▸ Entries supplied
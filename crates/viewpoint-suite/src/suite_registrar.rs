use std::sync::Arc;

use async_trait::async_trait;
use serde::{Deserialize, Serialize};

use crate::suite_catalog::{DeviceConfig, LocationConfig, GEOLOCATION_PERMISSION};
use crate::suite_metadata::{TestBody, TestCase, TestMetadata};

/// A page within a browsing context. Implemented by the host framework.
#[async_trait]
pub trait Page: Send + Sync {
    async fn goto(&self, url: &str) -> anyhow::Result<()>;
    async fn viewport_size(&self) -> Option<(u32, u32)>;
    async fn close(&self) -> anyhow::Result<()>;
}

/// An isolated, closable browsing session. Exclusively owned by one test
/// invocation; never shared across tests.
#[async_trait]
pub trait BrowsingContext: Send + Sync {
    async fn new_page(&self) -> anyhow::Result<Arc<dyn Page>>;
    async fn close(&self) -> anyhow::Result<()>;
}

/// Browsing-context factory. Implemented by the host framework.
#[async_trait]
pub trait Browser: Send + Sync {
    async fn new_context(&self, options: ContextOptions) -> anyhow::Result<Arc<dyn BrowsingContext>>;
}

/// Fixtures handed to a test body: the page and context it runs against and
/// the browser they came from.
#[derive(Clone)]
pub struct TestFixtures {
    pub page: Arc<dyn Page>,
    pub context: Arc<dyn BrowsingContext>,
    pub browser: Arc<dyn Browser>,
}

#[derive(Debug, Clone, PartialEq)]
pub struct Geolocation {
    pub latitude: f64,
    pub longitude: f64,
    pub accuracy: Option<f64>,
}

#[derive(Debug, Clone, Default, PartialEq)]
/// Context-initialization options passed to [`Browser::new_context`].
pub struct ContextOptions {
    pub viewport: Option<(u32, u32)>,
    pub user_agent: Option<String>,
    pub is_mobile: bool,
    pub has_touch: bool,
    pub geolocation: Option<Geolocation>,
    pub permissions: Vec<String>,
}

impl ContextOptions {
    pub fn from_device(config: &DeviceConfig) -> Self {
        Self {
            viewport: Some((config.viewport_width, config.viewport_height)),
            user_agent: Some(config.user_agent.clone()),
            is_mobile: config.is_mobile,
            has_touch: config.has_touch,
            ..Self::default()
        }
    }

    pub fn from_location(config: &LocationConfig) -> Self {
        Self {
            geolocation: Some(Geolocation {
                latitude: config.latitude,
                longitude: config.longitude,
                accuracy: config.accuracy,
            }),
            permissions: vec![GEOLOCATION_PERMISSION.to_string()],
            ..Self::default()
        }
    }
}

/// How a case is materialized into a framework-level test. Strategies are
/// mutually exclusive; the first match in priority order wins.
#[derive(Debug, Clone, PartialEq)]
pub enum ExecutionStrategy {
    Skip,
    DeviceContext(DeviceConfig),
    LocationContext(LocationConfig),
    Default,
}

#[derive(Debug, Clone, Copy, Serialize, Deserialize, PartialEq, Eq, Hash)]
#[serde(rename_all = "snake_case")]
pub enum StrategyKind {
    Skip,
    DeviceContext,
    LocationContext,
    Default,
}

impl StrategyKind {
    pub fn as_str(&self) -> &'static str {
        match self {
            Self::Skip => "skip",
            Self::DeviceContext => "device_context",
            Self::LocationContext => "location_context",
            Self::Default => "default",
        }
    }
}

impl std::fmt::Display for StrategyKind {
    fn fmt(&self, f: &mut std::fmt::Formatter<'_>) -> std::fmt::Result {
        f.write_str(self.as_str())
    }
}

impl ExecutionStrategy {
    pub fn kind(&self) -> StrategyKind {
        match self {
            Self::Skip => StrategyKind::Skip,
            Self::DeviceContext(_) => StrategyKind::DeviceContext,
            Self::LocationContext(_) => StrategyKind::LocationContext,
            Self::Default => StrategyKind::Default,
        }
    }
}

/// Handle recording what was requested from the framework for one case.
#[derive(Debug, Clone, PartialEq, Eq)]
pub struct RegisteredTest {
    pub name: String,
    pub strategy: StrategyKind,
}

/// Test-declaration seam of the host framework. The framework owns
/// execution scheduling, timeouts, and failure reporting for declared
/// bodies; skipped declarations are reported as skipped, never executed.
pub trait TestFramework: Send {
    fn declare_test(&mut self, name: &str, body: TestBody);
    fn declare_skipped_test(&mut self, name: &str);
}

/// Resolves the execution strategy for accumulated metadata. Priority:
/// skip, then device, then location, then default. When both a device and a
/// location fragment are present the device fragment wins and the location
/// fragment is ignored.
pub fn resolve_strategy(metadata: &TestMetadata) -> ExecutionStrategy {
    if metadata.should_skip {
        return ExecutionStrategy::Skip;
    }
    if let Some(device) = &metadata.device_config {
        return ExecutionStrategy::DeviceContext(device.clone());
    }
    if let Some(location) = &metadata.location_config {
        return ExecutionStrategy::LocationContext(location.clone());
    }
    ExecutionStrategy::Default
}

/// Materializes a case into a framework-level test under `test_name`,
/// consulting its accumulated metadata for the execution strategy.
///
/// Body errors are not intercepted here; they surface through the
/// framework's own failure reporting. The device and location wrappers
/// close their context (and, for the location path, the page first) on
/// every exit path, and a cleanup failure never masks a prior body error.
pub fn create_configured_test(
    framework: &mut dyn TestFramework,
    case: &TestCase,
    test_name: &str,
) -> RegisteredTest {
    let strategy = resolve_strategy(case.metadata());
    match &strategy {
        ExecutionStrategy::Skip => framework.declare_skipped_test(test_name),
        ExecutionStrategy::DeviceContext(device) => {
            let body = device_context_body(case.body(), ContextOptions::from_device(device));
            framework.declare_test(test_name, body);
        }
        ExecutionStrategy::LocationContext(location) => {
            let body = location_context_body(case.body(), ContextOptions::from_location(location));
            framework.declare_test(test_name, body);
        }
        ExecutionStrategy::Default => framework.declare_test(test_name, case.body()),
    }
    tracing::debug!(
        test = test_name,
        strategy = strategy.kind().as_str(),
        "registered configured test"
    );
    RegisteredTest {
        name: test_name.to_string(),
        strategy: strategy.kind(),
    }
}

fn device_context_body(body: TestBody, options: ContextOptions) -> TestBody {
    Arc::new(move |fixtures: TestFixtures| {
        let body = Arc::clone(&body);
        let options = options.clone();
        Box::pin(async move {
            let context = fixtures.browser.new_context(options).await?;
            let page = context.new_page().await?;
            let outcome = body(TestFixtures {
                page,
                context: Arc::clone(&context),
                browser: Arc::clone(&fixtures.browser),
            })
            .await;
            let context_close = context.close().await;
            outcome?;
            context_close
        })
    })
}

fn location_context_body(body: TestBody, options: ContextOptions) -> TestBody {
    Arc::new(move |fixtures: TestFixtures| {
        let body = Arc::clone(&body);
        let options = options.clone();
        Box::pin(async move {
            let context = fixtures.browser.new_context(options).await?;
            let page = context.new_page().await?;
            let outcome = body(TestFixtures {
                page: Arc::clone(&page),
                context: Arc::clone(&context),
                browser: Arc::clone(&fixtures.browser),
            })
            .await;
            // Page first, then its context.
            let page_close = page.close().await;
            let context_close = context.close().await;
            outcome?;
            page_close?;
            context_close
        })
    })
}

▸ Problem description
Line by line, check the data above for the word "serde" and state how many lines contain it. Give only the number.

▸ Response to the exercise
2